Le RN est le premier parti du groupe, avec 30 eurodéputés, suivi par le Fidesz hongrois (parti de Viktor Orban), la Ligue italienne, et les partis d’extrême droite tchèque et autrichien. L’objectif de ce nouveau groupe est de former une alternative aux socialistes et à la droite traditionnelle, les deux premières forces au Parlement. Avec l’exemple de quelques débats clés en Europe, Webex décrypte le détail de cette position. 

Lutte contre l’immigration

Sans surprise, la lutte contre immigration est un sujet majeur pour le groupe d’extrême droite. Le dernier texte européen majeur voté à ce sujet, le “pacte asile et migration” vise à créer un mécanisme de solidarité entre pays membres en cas d’arrivées massives de migrants. Il a été adopté en mai 2024, avant la création des Patriotes. Le Rassemblement national, première force des Patriotes, avait alors fustigé un “appel d’air [...] alors que la submersion migratoire a déjà des conséquences importantes”.

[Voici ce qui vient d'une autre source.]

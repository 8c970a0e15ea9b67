//! Object pooling for projectiles and transient effects
//!
//! The pool guarantees slot reuse, not field hygiene: every caller of
//! [`ObjectPool::acquire_with`] must immediately re-initialize the value it
//! gets back (projectiles via `Projectile::reset`, particles likewise).

/// A capacity-capped LIFO free list.
#[derive(Debug)]
pub struct ObjectPool<T> {
    free: Vec<T>,
    capacity: usize,
}

impl<T> ObjectPool<T> {
    pub fn new(capacity: usize) -> Self {
        Self {
            free: Vec::with_capacity(capacity.min(64)),
            capacity,
        }
    }

    /// Take the most recently released instance, or construct a fresh one.
    pub fn acquire_with(&mut self, make: impl FnOnce() -> T) -> T {
        self.free.pop().unwrap_or_else(make)
    }

    /// Return an instance for reuse. Overflow beyond capacity is silently
    /// dropped; running the pool hot is not an error.
    pub fn release(&mut self, value: T) {
        if self.free.len() < self.capacity {
            self.free.push(value);
        }
    }

    /// Number of instances currently waiting for reuse.
    pub fn idle(&self) -> usize {
        self.free.len()
    }
}

#[cfg(test)]
mod tests {
    use super::*;

    #[derive(Debug, PartialEq)]
    struct Marker(u32);

    #[test]
    fn test_lifo_reuse() {
        let mut pool = ObjectPool::new(8);
        pool.release(Marker(1));
        pool.release(Marker(2));
        // Most recently released comes back first
        assert_eq!(pool.acquire_with(|| Marker(0)), Marker(2));
        assert_eq!(pool.acquire_with(|| Marker(0)), Marker(1));
        // Empty pool falls back to the constructor
        assert_eq!(pool.acquire_with(|| Marker(0)), Marker(0));
    }

    #[test]
    fn test_capacity_cap_drops_overflow() {
        let mut pool = ObjectPool::new(2);
        pool.release(Marker(1));
        pool.release(Marker(2));
        pool.release(Marker(3)); // dropped
        assert_eq!(pool.idle(), 2);
        assert_eq!(pool.acquire_with(|| Marker(0)), Marker(2));
    }

    #[test]
    fn test_acquire_beyond_capacity_allocates() {
        let mut pool: ObjectPool<Marker> = ObjectPool::new(0);
        pool.release(Marker(9)); // capacity 0: dropped
        assert_eq!(pool.idle(), 0);
        assert_eq!(pool.acquire_with(|| Marker(7)), Marker(7));
    }
}
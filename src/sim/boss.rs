//! Boss state machine: movement, health phases, attack rhythm, patterns
//!
//! Two orthogonal state machines drive emission cadence. Health phases step
//! up with each hit and freeze the boss briefly; the assault/recovery rhythm
//! alternates on level-scaled timers and re-rolls the attack pattern on every
//! assault entry. Patterns themselves are pure functions of boss position,
//! level, and (optionally) the player position.

use glam::Vec2;
use rand::Rng;
use rand_pcg::Pcg32;
use serde::{Deserialize, Serialize};

use crate::tuning::Tuning;
use crate::{angle_to_dir, normalize_angle};

use super::beam::{Beam, BeamOrientation};
use super::pool::ObjectPool;
use super::projectile::{Projectile, ProjectileKind};
use super::state::Arena;

const BASE_SIZE: f32 = 100.0;
const MAX_SPEED: f32 = 2.5;
const ACCELERATION: f32 = 0.15;
const FRICTION: f32 = 0.92;
const ANGULAR_ACCELERATION: f32 = 0.015;
const ANGULAR_FRICTION: f32 = 0.85;
/// Boss stops accelerating inside this distance of its move target
const ARRIVAL_DEAD_ZONE: f32 = 10.0;
/// Chance per shot that a mega boss swaps in a special pattern
const MEGA_SPECIAL_CHANCE: f32 = 0.15;
/// Chance per beam volley that a mega boss uses a composite layout
const MEGA_SPECIAL_BEAM_CHANCE: f32 = 0.35;
/// Beams unlock at this level
const BEAM_UNLOCK_LEVEL: u32 = 4;

#[derive(Debug, Serialize, Deserialize)]
pub struct Boss {
    pub pos: Vec2,
    pub vel: Vec2,
    /// Facing angle; converges on travel direction via damped spring
    heading: f32,
    target_heading: f32,
    angular_vel: f32,

    level: u32,
    mega: bool,
    size: f32,

    max_health: u32,
    health: u32,
    phase: u32,
    phase_transitioning: bool,
    phase_transition_timer: f32,
    phase_transition_duration: f32,

    /// Rhythm flag: true = assault, false = recovery
    assault: bool,
    rhythm_timer: f32,
    assault_duration: f32,
    recovery_duration: f32,
    assault_speed_multiplier: f32,
    recovery_speed_multiplier: f32,

    pattern: u32,
    max_patterns: u32,
    shoot_timer: f32,
    shoot_interval: f32,
    /// Shots fired so far; seeds the rotating offset of spiral-family patterns
    shots_fired: u32,

    move_target: Vec2,
    move_timer: f32,
    move_deadline: f32,

    beam_timer: f32,
    beam_interval: f32,
    beams: Vec<Beam>,
}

Sur les questions environnementales, les Patriotes s’opposent au Pacte vert européen, un ensemble de mesures qui visent à rendre l’Europe neutre en carbone d’ici 2050. Fin janvier, le président du groupe Jordan Bardella a appelé à une grande alliance des droites européennes contre le pacte et s’y oppose au nom de la compétitivité. 

Rapprochement avec Trump

Les Patriotes se démarquent également par leur rapprochement avec Donald Trump. Le chef du parti espagnol Vox et hôte du sommet de Madrid, Santiago Abascal, a participé à l’investiture du 47e président américain. Le slogan du sommet, “Make Europe Great Again”, est même une référence directe à l’idéologie souverainiste de Donald Trump. Son bras droit Elon Musk sera d’ailleurs présent à Madrid.

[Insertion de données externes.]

//! Simulation state and shared types
//!
//! Everything a collaborator may read between ticks lives here. The state is
//! deterministic: all randomness flows through one seeded PCG stream, so the
//! same seed and the same per-tick inputs reproduce a run exactly.

use glam::Vec2;
use rand::SeedableRng;
use rand_pcg::Pcg32;
use serde::{Deserialize, Serialize};

use crate::consts::{MAX_PARTICLES, PARTICLE_POOL_CAP, PROJECTILE_POOL_CAP};
use crate::tuning::Tuning;

use super::beam::Beam;
use super::boss::Boss;
use super::combo::{ComboTracker, Milestone};
use super::grid::SpatialIndex;
use super::pool::ObjectPool;
use super::projectile::Projectile;

/// Playfield dimensions. The boss roams the top third; projectiles despawn
/// past the margin outside these bounds.
#[derive(Debug, Clone, Copy, Serialize, Deserialize)]
pub struct Arena {
    pub width: f32,
    pub height: f32,
}

impl Default for Arena {
    fn default() -> Self {
        Self {
            width: crate::consts::ARENA_WIDTH,
            height: crate::consts::ARENA_HEIGHT,
        }
    }
}

/// Read-only view of the player, supplied by the input collaborator each
/// tick. Absent during the respawn delay window.
#[derive(Debug, Clone, Copy, Serialize, Deserialize)]
pub struct PlayerView {
    pub pos: Vec2,
    pub vel: Vec2,
    /// Collision radius
    pub radius: f32,
}

/// Graze classification by miss distance
#[derive(Debug, Clone, Copy, PartialEq, Eq, Serialize, Deserialize)]
pub enum GrazeTier {
    Normal,
    CloseCall,
    PerfectDodge,
}

/// One-shot events for the audio/score/achievement collaborators, drained
/// once per tick.
#[derive(Debug, Clone, Copy, PartialEq, Serialize, Deserialize)]
pub enum GameEvent {
    BossHit { remaining_health: u32 },
    BossDefeated { money_reward: u32 },
    PlayerDeath,
    Graze { tier: GrazeTier, value: u32, money_bonus: u32 },
    ComboMilestone(Milestone),
}

/// Visual effect particle kinds (color/shape decided by the renderer)
#[derive(Debug, Clone, Copy, PartialEq, Eq, Serialize, Deserialize)]
pub enum ParticleKind {
    Spark,
    ExplosionRing,
}

/// A transient visual effect. Not gameplay-affecting.
#[derive(Debug, Clone, Serialize, Deserialize)]
pub struct Particle {
    pub pos: Vec2,
    pub vel: Vec2,
    /// Ticks remaining
    pub life: f32,
    pub size: f32,
    pub kind: ParticleKind,
}

impl Particle {
    pub fn new() -> Self {
        Self {
            pos: Vec2::ZERO,
            vel: Vec2::ZERO,
            life: 0.0,
            size: 0.0,
            kind: ParticleKind::Spark,
        }
    }

    /// Full re-initialization for pool reuse
    pub fn reset(&mut self, pos: Vec2, vel: Vec2, life: f32, size: f32, kind: ParticleKind) {
        self.pos = pos;
        self.vel = vel;
        self.life = life;
        self.size = size;
        self.kind = kind;
    }

    pub fn update(&mut self, dt: f32) {
        self.pos += self.vel * dt;
        self.life -= dt;
    }
}

impl Default for Particle {
    fn default() -> Self {
        Self::new()
    }
}

/// Seed record kept alongside the live RNG for reproducibility
#[derive(Debug, Clone, Copy, Serialize, Deserialize)]
pub struct RngState {
    pub seed: u64,
}

impl RngState {
    pub fn to_rng(self) -> Pcg32 {
        Pcg32::seed_from_u64(self.seed)
    }
}

fn default_rng() -> Pcg32 {
    Pcg32::seed_from_u64(0)
}

fn default_projectile_pool() -> ObjectPool<Projectile> {
    ObjectPool::new(PROJECTILE_POOL_CAP)
}

fn default_particle_pool() -> ObjectPool<Particle> {
    ObjectPool::new(PARTICLE_POOL_CAP)
}

/// Complete simulation state for one boss encounter.
///
/// Created at level start, dropped at level end; restart is reconstruction,
/// not teardown. Collaborators only hold `&SimState` between ticks.
#[derive(Debug, Serialize, Deserialize)]
pub struct SimState {
    pub arena: Arena,
    pub(crate) tuning: Tuning,
    /// Run seed for reproducibility
    pub rng_state: RngState,
    #[serde(skip, default = "default_rng")]
    pub(crate) rng: Pcg32,
    /// Simulation tick counter
    pub time_ticks: u64,

    pub(crate) boss: Boss,
    pub(crate) projectiles: Vec<Projectile>,
    pub(crate) particles: Vec<Particle>,

    #[serde(skip, default = "default_projectile_pool")]
    pub(crate) projectile_pool: ObjectPool<Projectile>,
    #[serde(skip, default = "default_particle_pool")]
    pub(crate) particle_pool: ObjectPool<Particle>,
    #[serde(skip)]
    pub(crate) grid: SpatialIndex,

    pub(crate) combo: ComboTracker,

    // Player defense state carried across ticks
    pub(crate) shield_active: bool,
    pub(crate) perfect_dodge_iframes: f32,

    // Vulnerability window
    pub(crate) vulnerable: bool,
    pub(crate) vulnerability_timer: f32,
    /// While positive, no new window may open
    pub(crate) vulnerability_lockout: f32,

    pub(crate) events: Vec<GameEvent>,
}

impl SimState {
    pub fn new(level: u32, seed: u64, arena: Arena, tuning: Tuning) -> Self {
        let rng_state = RngState { seed };
        let mut rng = rng_state.to_rng();
        let boss = Boss::new(
            Vec2::new(arena.width / 2.0, arena.height / 6.0),
            level,
            &tuning,
            &mut rng,
        );
        log::info!(
            "level {level} start: {} boss, health {}, seed {seed}",
            if boss.is_mega() { "mega" } else { "mini" },
            boss.health(),
        );
        Self {
            arena,
            rng_state,
            rng,
            time_ticks: 0,
            boss,
            projectiles: Vec::new(),
            particles: Vec::new(),
            projectile_pool: default_projectile_pool(),
            particle_pool: default_particle_pool(),
            grid: SpatialIndex::new(),
            combo: ComboTracker::new(&tuning),
            shield_active: false,
            perfect_dodge_iframes: 0.0,
            vulnerable: false,
            vulnerability_timer: 0.0,
            vulnerability_lockout: tuning.vulnerability_start_lockout,
            events: Vec::new(),
            tuning,
        }
    }

    // === Read-only surface for rendering/HUD collaborators ===

    pub fn boss(&self) -> &Boss {
        &self.boss
    }

    pub fn projectiles(&self) -> &[Projectile] {
        &self.projectiles
    }

    pub fn particles(&self) -> &[Particle] {
        &self.particles
    }

    pub fn beams(&self) -> &[Beam] {
        self.boss.beams()
    }

    pub fn combo(&self) -> &ComboTracker {
        &self.combo
    }

    pub fn shield_active(&self) -> bool {
        self.shield_active
    }

    pub fn boss_vulnerable(&self) -> bool {
        self.vulnerable
    }

    /// Ticks left in the open vulnerability window (0 when closed)
    pub fn vulnerability_remaining(&self) -> f32 {
        if self.vulnerable { self.vulnerability_timer } else { 0.0 }
    }

    /// Events emitted by the most recent tick
    pub fn events(&self) -> &[GameEvent] {
        &self.events
    }

    /// Grant a shield directly (used by the respawn flow)
    pub fn grant_shield(&mut self) {
        self.shield_active = true;
    }

    /// Budget-capped particle spawn; overflow requests are dropped.
    pub(crate) fn spawn_particle(
        &mut self,
        pos: Vec2,
        vel: Vec2,
        life: f32,
        size: f32,
        kind: ParticleKind,
    ) {
        if self.particles.len() >= MAX_PARTICLES {
            return;
        }
        let mut particle = self.particle_pool.acquire_with(Particle::new);
        particle.reset(pos, vel, life, size, kind);
        self.particles.push(particle);
    }
}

La contradiction entre la ligne nationaliste à l’échelle des pays européens et l’entente affichée avec Donald Trump ne manque pas de faire réagir à gauche. “Ce sont des gens qui se disent patriotes, mais qui finalement se vendent aux intérêts de la puissance américaine”, accuse l’eurodéputée socialiste Aurore Lalucq auprès de Franceinfo. 

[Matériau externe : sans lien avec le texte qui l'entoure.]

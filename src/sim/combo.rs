//! Graze/dodge combo scoring
//!
//! Combo count grows with every graze, decays to zero on a countdown, and
//! feeds a multiplier used by the score collaborator. Milestones fire a
//! one-shot announcement with an escalating audio cue index.

use serde::{Deserialize, Serialize};

use crate::tuning::Tuning;

/// Combo thresholds that trigger an announcement
const MILESTONES: [u32; 7] = [10, 25, 50, 100, 200, 500, 1000];
const MILESTONE_MESSAGES: [&str; 7] = [
    "NICE!",
    "GREAT!",
    "AMAZING!",
    "INCREDIBLE!",
    "LEGENDARY!",
    "GODLIKE!",
    "IMPOSSIBLE!",
];
/// Combo levels beyond this stop raising the base multiplier
const MULTIPLIER_CAP: u32 = 50;
const MULTIPLIER_PER_LEVEL: f64 = 0.05;
const CLOSE_CALL_BONUS: f64 = 0.02;
const PERFECT_DODGE_BONUS: f64 = 0.05;

/// A milestone crossing, reported once per upward crossing
#[derive(Debug, Clone, Copy, PartialEq, Serialize, Deserialize)]
pub struct Milestone {
    pub index: u32,
    /// Audio cue pitch, rising with the milestone tier
    pub cue_pitch: f32,
}

impl Milestone {
    pub fn message(&self) -> &'static str {
        MILESTONE_MESSAGES[self.index as usize % MILESTONE_MESSAGES.len()]
    }
}

#[derive(Debug, Clone, Serialize, Deserialize)]
pub struct ComboTracker {
    combo: u32,
    max_combo: u32,
    timer: f32,
    /// Current timeout, recomputed each update from the duration multiplier
    timeout: f32,
    base_timeout: f32,
    multiplier: f64,
    close_call_count: u32,
    perfect_dodge_count: u32,
    total_graze_value: u32,
    announcement: Option<Milestone>,
    announcement_timer: f32,
    announcement_duration: f32,
}

impl ComboTracker {
    pub fn new(tuning: &Tuning) -> Self {
        Self {
            combo: 0,
            max_combo: 0,
            timer: 0.0,
            timeout: tuning.combo_timeout,
            base_timeout: tuning.combo_timeout,
            multiplier: 1.0,
            close_call_count: 0,
            perfect_dodge_count: 0,
            total_graze_value: 0,
            announcement: None,
            announcement_timer: 0.0,
            announcement_duration: tuning.announcement_duration,
        }
    }

    /// Register a graze. Returns the milestone crossed this call, if any:
    /// the highest threshold with `previous < m <= new` fires exactly once.
    pub fn add_combo(&mut self, value: u32, close_call: bool, perfect_dodge: bool) -> Option<Milestone> {
        let previous = self.combo;
        self.combo += value;
        self.total_graze_value += value;

        if close_call {
            self.close_call_count += 1;
        }
        if perfect_dodge {
            self.perfect_dodge_count += 1;
        }

        self.max_combo = self.max_combo.max(self.combo);
        self.timer = self.timeout;

        for (i, &threshold) in MILESTONES.iter().enumerate().rev() {
            if self.combo >= threshold && previous < threshold {
                let milestone = Milestone {
                    index: i as u32,
                    cue_pitch: 1.0 + i as f32 * 0.15,
                };
                self.announcement = Some(milestone);
                self.announcement_timer = self.announcement_duration;
                return Some(milestone);
            }
        }
        None
    }

    /// Advance the countdown and recompute the multiplier. A timeout performs
    /// a full reset (count, tiers, multiplier) in the same tick.
    pub fn update(&mut self, dt: f32, duration_multiplier: f32) {
        self.timeout = self.base_timeout * duration_multiplier;

        if self.combo > 0 {
            self.timer -= dt;
            if self.timer <= 0.0 {
                self.reset();
            }
        }

        let base = 1.0 + f64::from(self.combo.min(MULTIPLIER_CAP)) * MULTIPLIER_PER_LEVEL;
        self.multiplier = base
            + f64::from(self.close_call_count) * CLOSE_CALL_BONUS
            + f64::from(self.perfect_dodge_count) * PERFECT_DODGE_BONUS;

        if self.announcement_timer > 0.0 {
            self.announcement_timer -= dt;
            if self.announcement_timer <= 0.0 {
                self.announcement = None;
            }
        }
    }

    /// Drop the whole combo state back to neutral, atomically.
    pub fn reset(&mut self) {
        self.combo = 0;
        self.timer = 0.0;
        self.multiplier = 1.0;
        self.close_call_count = 0;
        self.perfect_dodge_count = 0;
        self.total_graze_value = 0;
    }

    pub fn combo(&self) -> u32 {
        self.combo
    }

    pub fn max_combo(&self) -> u32 {
        self.max_combo
    }

    pub fn multiplier(&self) -> f64 {
        self.multiplier
    }

    pub fn close_call_count(&self) -> u32 {
        self.close_call_count
    }

    pub fn perfect_dodge_count(&self) -> u32 {
        self.perfect_dodge_count
    }

    pub fn total_graze_value(&self) -> u32 {
        self.total_graze_value
    }

    /// Pending announcement text for the HUD, if one is showing
    pub fn announcement(&self) -> Option<&'static str> {
        self.announcement.map(|m| m.message())
    }

    /// Fraction of the countdown remaining (HUD decay bar)
    pub fn timeout_progress(&self) -> f32 {
        if self.combo == 0 || self.timeout <= 0.0 {
            return 0.0;
        }
        self.timer / self.timeout
    }
}

#[cfg(test)]
mod tests {
    use super::*;

    fn tracker() -> ComboTracker {
        ComboTracker::new(&Tuning::default())
    }

    #[test]
    fn test_multiplier_formula() {
        let mut combo = tracker();
        for _ in 0..10 {
            combo.add_combo(1, false, false);
        }
        combo.add_combo(2, true, false);
        combo.add_combo(5, false, true);
        combo.update(1.0, 1.0);
        // count 17 -> 1 + 17*0.05, plus 0.02 close call, plus 0.05 perfect
        assert!((combo.multiplier() - (1.0 + 17.0 * 0.05 + 0.02 + 0.05)).abs() < 1e-9);
    }

    #[test]
    fn test_multiplier_caps_at_fifty() {
        let mut combo = tracker();
        combo.add_combo(80, false, false);
        combo.update(1.0, 1.0);
        assert!((combo.multiplier() - 3.5).abs() < 1e-9);
    }

    #[test]
    fn test_timeout_resets_count_and_multiplier_same_tick() {
        let mut combo = tracker();
        combo.add_combo(5, false, false);

        for _ in 0..179 {
            combo.update(1.0, 1.0);
        }
        assert_eq!(combo.combo(), 5);
        assert!(combo.multiplier() > 1.0);

        combo.update(1.0, 1.0);
        assert_eq!(combo.combo(), 0);
        assert!((combo.multiplier() - 1.0).abs() < 1e-9);
        assert_eq!(combo.close_call_count(), 0);
    }

    #[test]
    fn test_duration_multiplier_stretches_timeout() {
        let mut combo = tracker();
        combo.update(1.0, 2.0); // apply the stretched timeout first
        combo.add_combo(1, false, false);
        for _ in 0..359 {
            combo.update(1.0, 2.0);
        }
        assert_eq!(combo.combo(), 1);
        combo.update(1.0, 2.0);
        assert_eq!(combo.combo(), 0);
    }

    #[test]
    fn test_milestone_fires_once_then_again_after_reset() {
        let mut combo = tracker();
        for _ in 0..9 {
            assert_eq!(combo.add_combo(1, false, false), None);
        }
        let milestone = combo.add_combo(1, false, false).expect("crossing 10 fires");
        assert_eq!(milestone.message(), "NICE!");
        assert!((milestone.cue_pitch - 1.0).abs() < 1e-6);

        // Climbing past 10 again without dropping below does not refire
        assert_eq!(combo.add_combo(1, false, false), None);

        // Timeout reset, then re-reach 10: fires again
        for _ in 0..=180 {
            combo.update(1.0, 1.0);
        }
        assert_eq!(combo.combo(), 0);
        assert_eq!(combo.add_combo(10, false, false).map(|m| m.message()), Some("NICE!"));
    }

    #[test]
    fn test_big_jump_fires_highest_crossed_only() {
        let mut combo = tracker();
        let milestone = combo.add_combo(60, false, false).expect("crossed 10/25/50");
        assert_eq!(milestone.message(), "AMAZING!");
        assert!((milestone.cue_pitch - 1.3).abs() < 1e-6);
    }

    #[test]
    fn test_announcement_expires() {
        let mut combo = tracker();
        combo.add_combo(10, false, false);
        assert_eq!(combo.announcement(), Some("NICE!"));
        for _ in 0..90 {
            combo.update(1.0, 1.0);
        }
        assert_eq!(combo.announcement(), None);
    }
}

Fragmentation au Parlement

Cette focalisation de l’attention sur les Patriotes, qui est aussi l’objectif du sommet de Madrid, ne doit pas faire oublier que l’extrême droite a subi une fragmentation lors des dernières élections européennes. Passée de deux groupes à trois au Parlement, l’extrême droite européenne se distingue aussi par les dissensions internes. 

Le Rassemblement national s’était notamment écarté de l’AfD allemande, après plusieurs scandales. En mai 2024, pendant les campagnes européennes, la tête de liste Jordan Bardella avait déclaré que le parti allemand avait “franchi des lignes [qu’il] considère comme rouges”. La goutte d’eau était une déclaration de Maximilian Krah, tête de liste AfD, selon laquelle un SS “n’est pas automatiquement un criminel”. 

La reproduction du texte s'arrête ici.